### Exercise
Please give back word for word the lines below, from the first one through the one with "pub fn required_passes(self)".

### Available data
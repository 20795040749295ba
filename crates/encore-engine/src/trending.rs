//! Trending songs from snapshot deltas.

use std::collections::{HashMap, HashSet};
use std::fmt;
use std::str::FromStr;

use serde::{Deserialize, Serialize};

use encore_core::model::{SnapshotId, Song, SongId, SongSnapshot};
use encore_core::schema::Database;
use encore_core::Error;

use crate::error::EngineResult;

/// Rows returned by a trending query.
pub const TREND_LIMIT: usize = 10;

/// Rows selected by absolute delta before filling by current score.
pub const TOP_MOVERS: usize = 5;

/// Passes retained by the week window.
pub const WEEK_PASSES: usize = 7;

/// Which two snapshot passes to compare.
#[derive(Debug, Clone, Copy, PartialEq, Eq, Default, Serialize, Deserialize)]
pub enum TrendWindow {
    /// The two most recent passes.
    #[default]
    #[serde(rename = "24h")]
    Day,
    /// The most recent pass against the oldest of the last seven.
    #[serde(rename = "lastweek")]
    Week,
}

impl TrendWindow {
    pub fn as_str(self) -> &'static str {
        match self {
            Self::Day => "24h",
            Self::Week => "lastweek",
        }
    }

    /// Passes that must exist before this window can be computed.
    pub fn required_passes(self) -> usize {
        match self {
            Self::Day => 2,
            Self::Week => WEEK_PASSES,
        }
    }

    /// Pick `(latest, previous)` from pass ids in insertion order.
    ///
    /// # Errors
    ///
    /// Returns [`Error::InsufficientData`] when too few passes exist.
    pub fn select<'a>(
        self,
        ids: &'a [SnapshotId],
    ) -> encore_core::Result<(&'a SnapshotId, &'a SnapshotId)> {
        let required = self.required_passes();
        if ids.len() < required {
            return Err(Error::InsufficientData {
                window: self.as_str().to_string(),
                required,
                available: ids.len(),
            });
        }
        let latest = &ids[ids.len() - 1];
        let previous = &ids[ids.len() - required];
        Ok((latest, previous))
    }
}

impl fmt::Display for TrendWindow {
    fn fmt(&self, f: &mut fmt::Formatter<'_>) -> fmt::Result {
        f.write_str(self.as_str())
    }
}

impl FromStr for TrendWindow {
    type Err = String;

    fn from_str(s: &str) -> Result<Self, Self::Err> {
        match s.trim().to_ascii_lowercase().as_str() {
            "24h" | "day" => Ok(Self::Day),
            "lastweek" | "week" | "7d" => Ok(Self::Week),
            other => Err(format!("unknown trend window '{other}' (expected 24h or lastweek)")),
        }
    }
}

/// A ranked trend row before it is joined to its song.
#[derive(Debug, Clone, PartialEq)]
pub struct TrendRow {
    pub song_id: SongId,
    pub previous_score: Option<f64>,
    pub current_score: f64,
    pub delta: Option<f64>,
}

/// A trending song. `previous_score` and `delta` are absent when the
/// ranking fell back to absolute scores.
#[derive(Debug, Clone, PartialEq, Serialize, Deserialize)]
pub struct TrendEntry {
    pub song_id: SongId,
    pub song: Song,
    #[serde(skip_serializing_if = "Option::is_none")]
    pub previous_score: Option<f64>,
    pub current_score: f64,
    #[serde(skip_serializing_if = "Option::is_none")]
    pub delta: Option<f64>,
}

fn by_score_desc(a: &TrendRow, b: &TrendRow) -> std::cmp::Ordering {
    b.current_score.total_cmp(&a.current_score)
}

/// Rank movement between two passes.
///
/// Songs missing from `previous` are ignored. When no song moved, the top
/// [`TREND_LIMIT`] of `latest` by score are returned without deltas.
/// Otherwise the [`TOP_MOVERS`] largest absolute deltas come first,
/// followed by the highest current scores among the rest.
pub fn rank_trends(latest: &[SongSnapshot], previous: &[SongSnapshot]) -> Vec<TrendRow> {
    let previous_scores: HashMap<SongId, f64> =
        previous.iter().map(|s| (s.song_id, s.score)).collect();

    let moved: Vec<TrendRow> = latest
        .iter()
        .filter_map(|s| {
            previous_scores.get(&s.song_id).map(|prev| TrendRow {
                song_id: s.song_id,
                previous_score: Some(*prev),
                current_score: s.score,
                delta: Some(s.score - prev),
            })
        })
        .collect();

    if moved.iter().all(|row| row.delta == Some(0.0)) {
        let mut rows: Vec<TrendRow> = latest
            .iter()
            .map(|s| TrendRow {
                song_id: s.song_id,
                previous_score: None,
                current_score: s.score,
                delta: None,
            })
            .collect();
        rows.sort_by(by_score_desc);
        rows.truncate(TREND_LIMIT);
        return rows;
    }

    let mut by_delta = moved.clone();
    by_delta.sort_by(|a, b| {
        let a = a.delta.unwrap_or_default().abs();
        let b = b.delta.unwrap_or_default().abs();
        b.total_cmp(&a)
    });
    by_delta.truncate(TOP_MOVERS);

    let movers: HashSet<SongId> = by_delta.iter().map(|r| r.song_id).collect();
    let mut by_score: Vec<TrendRow> = moved
        .into_iter()
        .filter(|r| !movers.contains(&r.song_id))
        .collect();
    by_score.sort_by(by_score_desc);
    by_score.truncate(TREND_LIMIT - by_delta.len());

    by_delta.extend(by_score);
    by_delta
}

/// Trending songs for a window.
///
/// # Errors
///
/// Returns [`Error::InsufficientData`] (wrapped) when the window needs more
/// passes than exist, or a database error.
pub fn trending(db: &Database, window: TrendWindow) -> EngineResult<Vec<TrendEntry>> {
    let ids = db.list_snapshot_ids()?;
    let (latest_id, previous_id) = window.select(&ids)?;
    log::debug!("Comparing snapshot {latest_id} against {previous_id} ({window})");

    let latest = db.snapshots_for(latest_id)?;
    let previous = db.snapshots_for(previous_id)?;

    let mut entries = Vec::new();
    for row in rank_trends(&latest, &previous) {
        let Some(song) = db.get_song(&row.song_id)? else {
            log::warn!("Trending song {} no longer exists, skipping", row.song_id);
            continue;
        };
        entries.push(TrendEntry {
            song_id: row.song_id,
            song,
            previous_score: row.previous_score,
            current_score: row.current_score,
            delta: row.delta,
        });
    }
    Ok(entries)
}

#[cfg(test)]
mod tests {
    use super::*;

    fn pass(id: &str, scores: &[(SongId, f64)]) -> Vec<SongSnapshot> {
        scores
            .iter()
            .map(|(song_id, score)| SongSnapshot::new(*song_id, 0, *score, SnapshotId::from(id)))
            .collect()
    }

    fn ids(n: usize) -> Vec<SnapshotId> {
        (0..n).map(|i| SnapshotId::from(format!("p{i}"))).collect()
    }

    #[test]
    fn test_window_parse() {
        assert_eq!("24h".parse::<TrendWindow>().unwrap(), TrendWindow::Day);
        assert_eq!("LastWeek".parse::<TrendWindow>().unwrap(), TrendWindow::Week);
        assert!("month".parse::<TrendWindow>().is_err());
    }

    #[test]
    fn test_day_window_selects_adjacent_passes() {
        let ids = ids(4);
        let (latest, previous) = TrendWindow::Day.select(&ids).unwrap();
        assert_eq!(latest.as_str(), "p3");
        assert_eq!(previous.as_str(), "p2");
    }

    #[test]
    fn test_week_window_uses_retained_window() {
        let ids = ids(9);
        let (latest, previous) = TrendWindow::Week.select(&ids).unwrap();
        assert_eq!(latest.as_str(), "p8");
        assert_eq!(previous.as_str(), "p2");
    }

    #[test]
    fn test_insufficient_passes() {
        let err = TrendWindow::Day.select(&ids(1)).unwrap_err();
        assert!(matches!(
            err,
            Error::InsufficientData {
                required: 2,
                available: 1,
                ..
            }
        ));
        assert!(TrendWindow::Week.select(&ids(6)).is_err());
    }

    #[test]
    fn test_fallback_when_nothing_moved() {
        let songs: Vec<(SongId, f64)> = (0..12u32)
            .map(|i| (SongId::new(), f64::from(i) / 12.0))
            .collect();
        let rows = rank_trends(&pass("b", &songs), &pass("a", &songs));

        assert_eq!(rows.len(), TREND_LIMIT);
        assert!(rows.iter().all(|r| r.delta.is_none() && r.previous_score.is_none()));
        assert_eq!(rows[0].song_id, songs[11].0);
        assert!(rows.windows(2).all(|w| w[0].current_score >= w[1].current_score));
    }

    #[test]
    fn test_fallback_when_no_overlap() {
        let a = vec![(SongId::new(), 0.4)];
        let b = vec![(SongId::new(), 0.9)];
        let rows = rank_trends(&pass("b", &b), &pass("a", &a));
        assert_eq!(rows.len(), 1);
        assert!(rows[0].delta.is_none());
    }

    #[test]
    fn test_movers_then_leaders() {
        let ids: Vec<SongId> = (0..8).map(|_| SongId::new()).collect();
        let before: Vec<(SongId, f64)> = ids.iter().map(|id| (*id, 0.5)).collect();
        let mut after = before.clone();
        // One big faller, four small risers, three unchanged leaders.
        after[0].1 = 0.1;
        for (i, row) in after.iter_mut().enumerate().skip(1).take(4) {
            row.1 = 0.5 + 0.01 * f64::from(u32::try_from(i).unwrap());
        }
        after[5].1 = 0.5;
        after[6].1 = 0.5;
        after[7].1 = 0.5;

        let rows = rank_trends(&pass("b", &after), &pass("a", &before));
        assert_eq!(rows.len(), 8);
        assert_eq!(rows[0].song_id, ids[0]);
        assert!((rows[0].delta.unwrap() + 0.4).abs() < 1e-9);

        let unique: HashSet<SongId> = rows.iter().map(|r| r.song_id).collect();
        assert_eq!(unique.len(), rows.len());
        assert!(rows[5..].iter().all(|r| r.delta == Some(0.0)));
    }

    #[test]
    fn test_score_set_fills_after_movers() {
        let ids: Vec<SongId> = (0..20).map(|_| SongId::new()).collect();
        let before: Vec<(SongId, f64)> = ids.iter().map(|id| (*id, 0.2)).collect();
        let mut after = before.clone();
        for row in after.iter_mut().take(6) {
            row.1 = 0.3;
        }
        // Highest scorer with a small move; not among the top movers.
        after[19].1 = 0.21;

        let rows = rank_trends(&pass("b", &after), &pass("a", &before));
        assert_eq!(rows.len(), TREND_LIMIT);
        let leaders = &rows[TOP_MOVERS..];
        // Sixth riser did not fit among the movers, so it leads the score set.
        assert!((leaders[0].current_score - 0.3).abs() < 1e-9);
        assert_eq!(leaders[1].song_id, ids[19]);
    }

    #[test]
    fn test_trending_joins_songs_and_drops_missing() {
        let db = Database::open_in_memory().unwrap();
        let song = Song::new("dz-1", "Yellow", "Coldplay");
        db.insert_song(&song).unwrap();
        db.insert_snapshot(&SongSnapshot::new(song.id, 0, 0.2, SnapshotId::from("a")))
            .unwrap();
        db.insert_snapshot(&SongSnapshot::new(song.id, 3, 0.5, SnapshotId::from("b")))
            .unwrap();

        let entries = trending(&db, TrendWindow::Day).unwrap();
        assert_eq!(entries.len(), 1);
        assert_eq!(entries[0].song.title, "Yellow");
        assert!((entries[0].delta.unwrap() - 0.3).abs() < 1e-9);
    }

    #[test]
    fn test_fallback_entry_omits_delta_in_json() {
        let entry = TrendEntry {
            song_id: SongId::new(),
            song: Song::new("dz-1", "Yellow", "Coldplay"),
            previous_score: None,
            current_score: 0.5,
            delta: None,
        };
        let json = serde_json::to_value(&entry).unwrap();
        assert!(json.get("delta").is_none());
        assert!(json.get("previous_score").is_none());
    }
}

### Response to this task
repository 20795040749295ba
filename crates/encore-engine/src/trending.rs
//! Trending songs from snapshot deltas.

use std::collections::{HashMap, HashSet};
use std::fmt;
use std::str::FromStr;

use serde::{Deserialize, Serialize};

use encore_core::model::{SnapshotId, Song, SongId, SongSnapshot};
use encore_core::schema::Database;
use encore_core::Error;

use crate::error::EngineResult;

/// Rows returned by a trending query.
pub const TREND_LIMIT: usize = 10;

/// Rows selected by absolute delta before filling by current score.
pub const TOP_MOVERS: usize = 5;

/// Passes retained by the week window.
pub const WEEK_PASSES: usize = 7;

/// Which two snapshot passes to compare.
#[derive(Debug, Clone, Copy, PartialEq, Eq, Default, Serialize, Deserialize)]
pub enum TrendWindow {
    /// The two most recent passes.
    #[default]
    #[serde(rename = "24h")]
    Day,
    /// The most recent pass against the oldest of the last seven.
    #[serde(rename = "lastweek")]
    Week,
}

impl TrendWindow {
    pub fn as_str(self) -> &'static str {
        match self {
            Self::Day => "24h",
            Self::Week => "lastweek",
        }
    }

    /// Passes that must exist before this window can be computed.
    pub fn required_passes(self) -> usize {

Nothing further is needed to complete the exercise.